Ia mengungkapkan, konsumen supermarket yang biasanya berbelanja Rp 400.000-500.000/orang kini berhemat bahkan sampai 50%.
"Jadi yang biasa belanja di supermarket Rp 400.000-500.000 sekarang paling Rp 200.000/orang. Yang biasa belanja di minimarket Rp 100.000 sekarang ya hanya Rp 50.000-60.000 belanjanya, misalnya beli gula atau obat, atau vitamin saja. Selain pengunjung turun karena stay at home, tapi basket size pengunjung yang ke toko juga turun," imbuh Roy.
Padahal, selama beroperasi di tengah pandemi Corona, para peritel harus mengeluarkan biaya lebih besar untuk implementasi protokol kesehatan seperti menyediakan hand sanitizer, alat pelindung diri (APD), dan sebagainya.
Meski biaya bertambah, namun ia memastikan produk yang dijajakan peritel tak akan dinaikkan harganya.
"Kita kan ritel modern 90% korporasi. Jadi kalau korporasi harga itu, ketika ada beban terus dinaikkan semaunya, tidak mungkin. Karena harga adalah bagian dari pada supply chain, berdasarkan produsen, pabrikan, sektor transportasi dan logistik, dan kami, jadi harga itu baku. Kalau ada kenaikan bukan karena ada beban biaya, tapi produsen menaikkan harga misalnya karena bahan baku sulit, atau karena impor sehingga harus diulang," paparnya.
Namun, untuk mengurangi beban biaya operasional, pihaknya meminta pemerintah memberikan bantuan. Misalnya diskon tarif listrik komersial.
"Kita masih berharap adanya kelonggaran biaya operasional listrik. Ini kan Kementerian BUMN, PLN. Kita masih menanggulangi biaya komersial B3, dan selama pandemi ini belum ada relaksasi kepada ritel modern yang diminta terus buka. Padahal produktivitas turun, biaya-biaya meningkat tadi dengan hand sanitizer, disinfektan, dan sebagainya," jelas Roy.

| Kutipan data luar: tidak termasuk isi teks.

//! Core traits: the execution engine seam and record introspection.

use std::future::Future;
use std::pin::Pin;

use crate::changes::Changes;
use crate::error::DriverError;
use crate::filter::FilterValue;
use crate::query::Query;
use crate::relations::{Schema, Slot};
use crate::row::{FromRow, Row};
use crate::transaction::TransactionConfig;

/// A boxed future for async operations.
pub type BoxFuture<'a, T> = Pin<Box<dyn Future<Output = T> + Send + 'a>>;

/// Result of a raw engine call, before translation.
pub type EngineResult<T> = Result<T, DriverError>;

/// Executes query descriptors against a database.
///
/// Implemented by driver crates. Implementations render the descriptor for
/// their dialect; failures are returned untranslated and pass through
/// [`translate`](crate::error::translate) before reaching callers. A driver
/// that reports constraint violations as [`QueryError`](crate::QueryError)
/// values with the constraint name set lets change-log registries rewrite them.
pub trait QueryEngine: Send + Sync {
    /// Fetch every row matching the query.
    fn all(&self, query: Query) -> BoxFuture<'_, EngineResult<Vec<Row>>>;

    /// Run the query's aggregate and return the scalar.
    fn aggregate(&self, query: Query) -> BoxFuture<'_, EngineResult<FilterValue>>;

    /// Insert one record into the query's collection, returning its primary key.
    fn insert<'a>(
        &'a self,
        query: Query,
        changes: &'a Changes,
    ) -> BoxFuture<'a, EngineResult<FilterValue>>;

    /// Insert several records sharing the column list `fields`.
    ///
    /// A log without a change for some column leaves it to the database
    /// default. The default implementation inserts one record at a time.
    fn insert_all<'a>(
        &'a self,
        query: Query,
        fields: &'a [String],
        changes: &'a [Changes],
    ) -> BoxFuture<'a, EngineResult<Vec<FilterValue>>> {
        let _ = fields;
        Box::pin(async move {
            let mut ids = Vec::with_capacity(changes.len());
            for record in changes {
                ids.push(self.insert(query.clone(), record).await?);
            }
            Ok(ids)
        })
    }

    /// Apply `changes` to every row matching the query.
    fn update<'a>(
        &'a self,
        query: Query,
        changes: &'a Changes,
    ) -> BoxFuture<'a, EngineResult<u64>>;

    /// Delete every row matching the query.
    fn delete(&self, query: Query) -> BoxFuture<'_, EngineResult<u64>>;

    /// Open a transaction.
    fn begin<'a>(&'a self, config: &'a TransactionConfig) -> BoxFuture<'a, EngineResult<()>>;

    /// Commit the open transaction.
    fn commit(&self) -> BoxFuture<'_, EngineResult<()>>;

    /// Roll back the open transaction.
    fn rollback(&self) -> BoxFuture<'_, EngineResult<()>>;
}

/// Object-safe view of a record used while walking relation graphs.
pub trait Entity: Send + Sync {
    /// Static description of the record type.
    fn schema(&self) -> &'static Schema;

    /// Read a field by name.
    ///
    /// `None` means the record has no such field; a present but empty field
    /// is `Some(FilterValue::Null)`.
    fn field(&self, name: &str) -> Option<FilterValue>;

    /// Borrow the relation field `name`, or `None` if it is not a relation.
    fn relation(&mut self, name: &str) -> Option<Slot<'_>>;
}

/// A record type that can be queried and preloaded.
///
/// ```rust
/// use grimoire_query::prelude::*;
///
/// #[derive(Debug, Clone)]
/// struct User {
///     id: i64,
///     name: String,
/// }
///
/// impl FromRow for User {
///     fn from_row(row: &Row) -> Result<Self, RowError> {
///         Ok(Self { id: row.get("id")?, name: row.get("name")? })
///     }
/// }
///
/// impl Entity for User {
///     fn schema(&self) -> &'static Schema {
///         Self::SCHEMA
///     }
///
///     fn field(&self, name: &str) -> Option<FilterValue> {
///         match name {
///             "id" => Some(self.id.into()),
///             "name" => Some(self.name.as_str().into()),
///             _ => None,
///         }
///     }
///
///     fn relation(&mut self, _name: &str) -> Option<Slot<'_>> {
///         None
///     }
/// }
///
/// impl Model for User {
///     const SCHEMA: &'static Schema = &Schema::new("User", "users").fields(&["id", "name"]);
/// }
///
/// assert_eq!(User::SCHEMA.table, "users");
/// ```
pub trait Model: Entity + FromRow + Clone + 'static {
    /// Static description of the record type.
    const SCHEMA: &'static Schema;
}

"Kita berharap jam normal dari 10 pagi sampai 10 malam, pada jam-jam yang peak atau siang itu dapat direlaksasi, didiskon untuk biaya PLN. Sehingga dari 12 jam kita buka, misalnya 6 jam direlaksasi, 6 jam normal. Itu juga tentu mengurangi dari pada beban biaya operasional," sambung dia.